Happily,
our guide likes to pause and talk, rather a lot, and quite frequently at the
start. We learn there are protected local native species in the reserve. We
learn there are animals. The hyrax (I keep thinking thorax), that turns out to be
shrewish, mousey figure. More interesting are the wolves, all three of them.
Slightly appalling is the reference to the lion, I mean hyena, bad enough, though
a mere carrion eater, we are told. The wolves avoid people. That’s good because
people prefer to avoid wolves.
We have
already passed through amazing country to get to this point. Steep hillsides;
think driving through the Rockies or coastal Route One in California. The
requisite hairpin turns. You honk your horn and wind around. Lebanese stone
villas built on the top of mountainsides, brand new, out of sight of all other
human habitation. Prospects of vast hillsides alternately terraced for farming
(olives I learn) and torn up by quarrying. Open wounds of geology, the vertical
striations of stone exposing the skeletons of the mountains. Gravel and sandy
yellow earth piling up below. The stone looks like a local limestone, light
graphite gray or yellowish sandstone.
Up in
the mountain, the undisturbed geology of the gray stone, lacy and eroded into
bizarre shapes, with holes weather-poked through the surfaces, twisted and
pointy edges, jagged dreamlike shapes. Gaudi-esque. The outcroppings look sawn
or carved by the hand of man.
The
guide, Johnny (all Lebanese guides are called Johnny), points out the local
trees, a handsome fully leafed juniper that doesn’t look a lot like most of its
northern cousins. Oaks that hold their leaves. I realize only later, reading
the brochure that this is a kind of live oak, such as we saw in Florida last year
(quercus calliprinos). He points out a rare flower, this one has its own little
botanical plaque, and has obliged by blooming beautiful blowsy pink-red
blossoms. A native, rare peony.
Then Johnny
comes to Hadrian, the second century Roman emperor, famous for Hadrian’s Wall
built across the northern half of the Britain in a vain attempt to keep out the
barbarians (i.e. Scots). Hadrian liked to visit the provinces and when he came
to Lebanon designated four kinds of trees as “reserved” for his own private
use. This is “now regarded” according to the Reserve as an early attempt of
forest management, though clearly it was an effort to preserve resources
valuable to the Roman Empire. One was the juniper, whose oily, waterproof inside made it
good for the planking of hulls on ships. Hadrian’s
decree forbade the cutting of any of these trees, creating a necessity among
the locals to know their trees.
They
almost certainly did since people lived in these mountains, and we visited one of their wells, a deep basin under a rocky floor where the freshwater
gathered. They used it for agriculture, small plots planted in open areas
between peaks and cliffs. And for their animals: We saw a stone trough built a
few steps away from the well.
We took
lots of photos. The terraced mountain sides. Some sheep. Vertical perspectives.

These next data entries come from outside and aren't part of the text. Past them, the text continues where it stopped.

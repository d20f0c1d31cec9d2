//! Conversation memory: a per-(actor, session) turn log with actor-scoped
//! recall.
//!
//! [`MemoryStore`] is the narrow client contract the lifecycle hooks depend
//! on. All three operations may fail independently; callers treat failures
//! as soft (see [`crate::hooks::MemoryHookPipeline`]).

pub mod local;

use async_trait::async_trait;
use chrono::{DateTime, Utc};
use serde::{Deserialize, Serialize};

use crate::error::Result;
use crate::session::Role;

pub use local::LocalMemoryStore;

/// One role-tagged turn as returned by [`MemoryStore::get_last_k_turns`].
#[derive(Debug, Clone, PartialEq, Eq, Serialize, Deserialize)]
pub struct ConversationTurn {
    pub role: Role,
    pub content: String,
}

impl ConversationTurn {
    pub fn new(role: Role, content: &str) -> Self {
        Self {
            role,
            content: content.to_string(),
        }
    }
}

/// A persisted turn. Created once, never updated.
#[derive(Debug, Clone, PartialEq, Eq, Serialize, Deserialize)]
pub struct MemoryRecord {
    pub actor_id: String,
    pub session_id: String,
    pub role: Role,
    pub content: String,
    pub timestamp: DateTime<Utc>,
}

impl MemoryRecord {
    pub fn new(actor_id: &str, session_id: &str, role: Role, content: &str) -> Self {
        Self {
            actor_id: actor_id.to_string(),
            session_id: session_id.to_string(),
            role,
            content: content.to_string(),
            timestamp: Utc::now(),
        }
    }
}

/// Memory store client contract.
#[cfg_attr(test, mockall::automock)]
#[async_trait]
pub trait MemoryStore: Send + Sync {
    /// Append one turn to the `(actor_id, session_id)` log.
    async fn record_turn(
        &self,
        actor_id: &str,
        session_id: &str,
        content: &str,
        role: Role,
    ) -> Result<()>;

    /// Up to `k` most recent turns of the session, oldest first.
    async fn get_last_k_turns(
        &self,
        actor_id: &str,
        session_id: &str,
        k: usize,
    ) -> Result<Vec<ConversationTurn>>;

    /// Free-text search over every session of `actor_id`, best match first.
    async fn search(&self, actor_id: &str, query: &str, max_results: usize)
        -> Result<Vec<MemoryRecord>>;
}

A little long-tailed gray lizard, walking on the faces of rocky walls, his
khaki-colored skin a touch darker than the gray walls. High above a covey of
great-winged falcons circled.
At the
end of the hike, looking for the restrooms, the only public ones within narrow miles
of mountain roads, we find the roofed picnic-space terrace where a bus trip of
Lebanese hikers, with children, are picnicking on great platters of veggie crudities
and local fruits. A barely teen boy carries a large drum into the midst of the
tables and begins to beat a rhythm. The adults join in clapping, and eventually
a wide-hipped middle-aged woman gets up to dance the folk style,hands up to
one side, hands up to the other side dance you see at weddings. I watch; the
classic outsider.
We are
all in the embrace of these wonderful mountains.